• TASK
Below are some entries. Count how many of their lines include "mpsc", then give that number only.

(Stored data entries)
>>

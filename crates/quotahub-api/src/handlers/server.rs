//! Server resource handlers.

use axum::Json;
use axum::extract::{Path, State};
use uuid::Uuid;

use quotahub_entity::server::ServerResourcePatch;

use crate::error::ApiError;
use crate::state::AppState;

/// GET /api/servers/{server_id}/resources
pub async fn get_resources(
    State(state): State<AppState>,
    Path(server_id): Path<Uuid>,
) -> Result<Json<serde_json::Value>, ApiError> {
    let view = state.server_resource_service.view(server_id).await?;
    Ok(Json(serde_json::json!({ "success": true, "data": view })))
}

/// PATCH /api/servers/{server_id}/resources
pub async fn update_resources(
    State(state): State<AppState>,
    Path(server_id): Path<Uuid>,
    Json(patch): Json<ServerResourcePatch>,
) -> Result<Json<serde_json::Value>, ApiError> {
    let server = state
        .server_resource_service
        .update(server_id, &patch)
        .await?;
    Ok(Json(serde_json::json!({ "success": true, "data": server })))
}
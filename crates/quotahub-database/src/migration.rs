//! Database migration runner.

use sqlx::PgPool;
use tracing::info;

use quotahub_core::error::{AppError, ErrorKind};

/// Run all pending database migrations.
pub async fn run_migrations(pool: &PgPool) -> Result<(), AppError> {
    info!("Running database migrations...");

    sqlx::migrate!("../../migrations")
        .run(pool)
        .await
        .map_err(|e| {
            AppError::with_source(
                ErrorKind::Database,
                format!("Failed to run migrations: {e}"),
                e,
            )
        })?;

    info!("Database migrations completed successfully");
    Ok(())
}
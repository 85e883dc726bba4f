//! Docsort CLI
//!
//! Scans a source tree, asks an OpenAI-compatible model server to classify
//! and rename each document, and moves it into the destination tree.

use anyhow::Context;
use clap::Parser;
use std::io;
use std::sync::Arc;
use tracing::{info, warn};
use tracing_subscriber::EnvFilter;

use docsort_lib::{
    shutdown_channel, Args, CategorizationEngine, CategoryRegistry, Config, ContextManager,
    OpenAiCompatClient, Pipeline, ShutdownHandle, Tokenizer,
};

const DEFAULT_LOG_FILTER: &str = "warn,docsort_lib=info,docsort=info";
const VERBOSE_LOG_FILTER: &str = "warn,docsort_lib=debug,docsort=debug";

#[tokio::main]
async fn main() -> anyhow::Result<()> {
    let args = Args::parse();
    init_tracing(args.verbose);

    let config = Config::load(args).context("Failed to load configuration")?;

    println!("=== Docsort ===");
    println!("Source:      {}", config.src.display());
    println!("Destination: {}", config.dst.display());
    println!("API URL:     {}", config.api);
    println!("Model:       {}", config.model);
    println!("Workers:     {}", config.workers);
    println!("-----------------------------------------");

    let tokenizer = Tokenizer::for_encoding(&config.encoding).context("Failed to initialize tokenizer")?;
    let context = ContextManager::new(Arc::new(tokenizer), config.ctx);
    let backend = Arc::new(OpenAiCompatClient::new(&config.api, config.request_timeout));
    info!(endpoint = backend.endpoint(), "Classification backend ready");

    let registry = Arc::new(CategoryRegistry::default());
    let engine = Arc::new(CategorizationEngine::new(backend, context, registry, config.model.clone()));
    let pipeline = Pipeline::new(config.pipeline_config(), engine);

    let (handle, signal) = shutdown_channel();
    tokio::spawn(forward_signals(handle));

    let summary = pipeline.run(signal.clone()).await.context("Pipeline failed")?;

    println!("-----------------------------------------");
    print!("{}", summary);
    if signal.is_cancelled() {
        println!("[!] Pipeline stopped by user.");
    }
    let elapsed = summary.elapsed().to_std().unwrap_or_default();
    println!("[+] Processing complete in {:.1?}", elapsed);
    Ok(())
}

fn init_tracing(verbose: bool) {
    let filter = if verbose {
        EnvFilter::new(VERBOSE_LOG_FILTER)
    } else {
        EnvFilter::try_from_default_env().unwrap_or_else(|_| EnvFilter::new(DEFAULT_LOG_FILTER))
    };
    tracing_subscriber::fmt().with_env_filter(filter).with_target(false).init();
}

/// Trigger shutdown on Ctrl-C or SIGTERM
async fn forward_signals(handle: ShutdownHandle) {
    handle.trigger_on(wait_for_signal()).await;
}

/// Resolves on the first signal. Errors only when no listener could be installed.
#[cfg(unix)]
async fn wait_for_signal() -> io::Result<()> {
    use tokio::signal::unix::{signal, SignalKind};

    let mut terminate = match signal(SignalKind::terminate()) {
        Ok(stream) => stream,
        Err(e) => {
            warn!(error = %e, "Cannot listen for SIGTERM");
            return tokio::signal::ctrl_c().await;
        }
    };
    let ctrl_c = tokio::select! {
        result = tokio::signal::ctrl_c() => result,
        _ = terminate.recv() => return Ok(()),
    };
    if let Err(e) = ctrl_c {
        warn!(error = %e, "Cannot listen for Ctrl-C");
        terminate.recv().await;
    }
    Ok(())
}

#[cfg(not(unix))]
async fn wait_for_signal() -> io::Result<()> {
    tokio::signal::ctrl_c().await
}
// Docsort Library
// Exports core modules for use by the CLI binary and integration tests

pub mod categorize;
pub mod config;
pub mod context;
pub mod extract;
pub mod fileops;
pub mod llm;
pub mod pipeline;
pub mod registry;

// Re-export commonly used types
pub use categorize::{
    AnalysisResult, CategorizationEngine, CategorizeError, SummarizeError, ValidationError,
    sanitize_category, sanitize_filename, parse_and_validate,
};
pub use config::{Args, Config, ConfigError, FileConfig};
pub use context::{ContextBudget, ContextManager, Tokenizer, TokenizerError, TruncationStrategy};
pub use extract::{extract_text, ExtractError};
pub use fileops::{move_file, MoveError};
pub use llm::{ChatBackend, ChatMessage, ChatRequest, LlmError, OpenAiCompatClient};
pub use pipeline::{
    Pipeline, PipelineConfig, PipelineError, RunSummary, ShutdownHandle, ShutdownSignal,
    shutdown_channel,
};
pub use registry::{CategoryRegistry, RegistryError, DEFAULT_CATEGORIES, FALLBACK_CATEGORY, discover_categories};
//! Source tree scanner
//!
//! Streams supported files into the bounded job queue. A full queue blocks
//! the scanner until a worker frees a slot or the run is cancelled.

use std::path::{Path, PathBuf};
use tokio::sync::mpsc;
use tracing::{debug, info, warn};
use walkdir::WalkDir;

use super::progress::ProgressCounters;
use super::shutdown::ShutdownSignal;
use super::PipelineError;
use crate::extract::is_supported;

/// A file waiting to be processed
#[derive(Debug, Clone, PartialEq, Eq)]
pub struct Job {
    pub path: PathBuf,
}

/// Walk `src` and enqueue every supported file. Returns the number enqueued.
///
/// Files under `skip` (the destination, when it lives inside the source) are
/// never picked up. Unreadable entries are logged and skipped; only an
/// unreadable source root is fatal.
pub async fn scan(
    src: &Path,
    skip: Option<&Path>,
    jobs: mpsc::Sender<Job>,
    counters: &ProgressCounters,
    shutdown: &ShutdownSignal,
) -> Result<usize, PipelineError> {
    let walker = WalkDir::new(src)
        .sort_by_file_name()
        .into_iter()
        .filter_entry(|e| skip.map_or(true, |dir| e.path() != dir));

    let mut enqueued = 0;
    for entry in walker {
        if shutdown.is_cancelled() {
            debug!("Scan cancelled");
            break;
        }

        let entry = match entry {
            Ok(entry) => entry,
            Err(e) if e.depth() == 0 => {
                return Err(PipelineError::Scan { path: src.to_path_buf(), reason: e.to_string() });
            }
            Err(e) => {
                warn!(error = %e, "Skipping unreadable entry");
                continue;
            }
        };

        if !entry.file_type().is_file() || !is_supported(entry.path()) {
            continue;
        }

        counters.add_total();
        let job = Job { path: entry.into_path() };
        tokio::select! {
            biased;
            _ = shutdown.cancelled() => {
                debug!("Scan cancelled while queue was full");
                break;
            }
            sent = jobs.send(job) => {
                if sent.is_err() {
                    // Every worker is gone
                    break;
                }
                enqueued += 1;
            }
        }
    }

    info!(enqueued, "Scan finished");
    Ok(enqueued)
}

<<

• THE COMPLETED TASK
2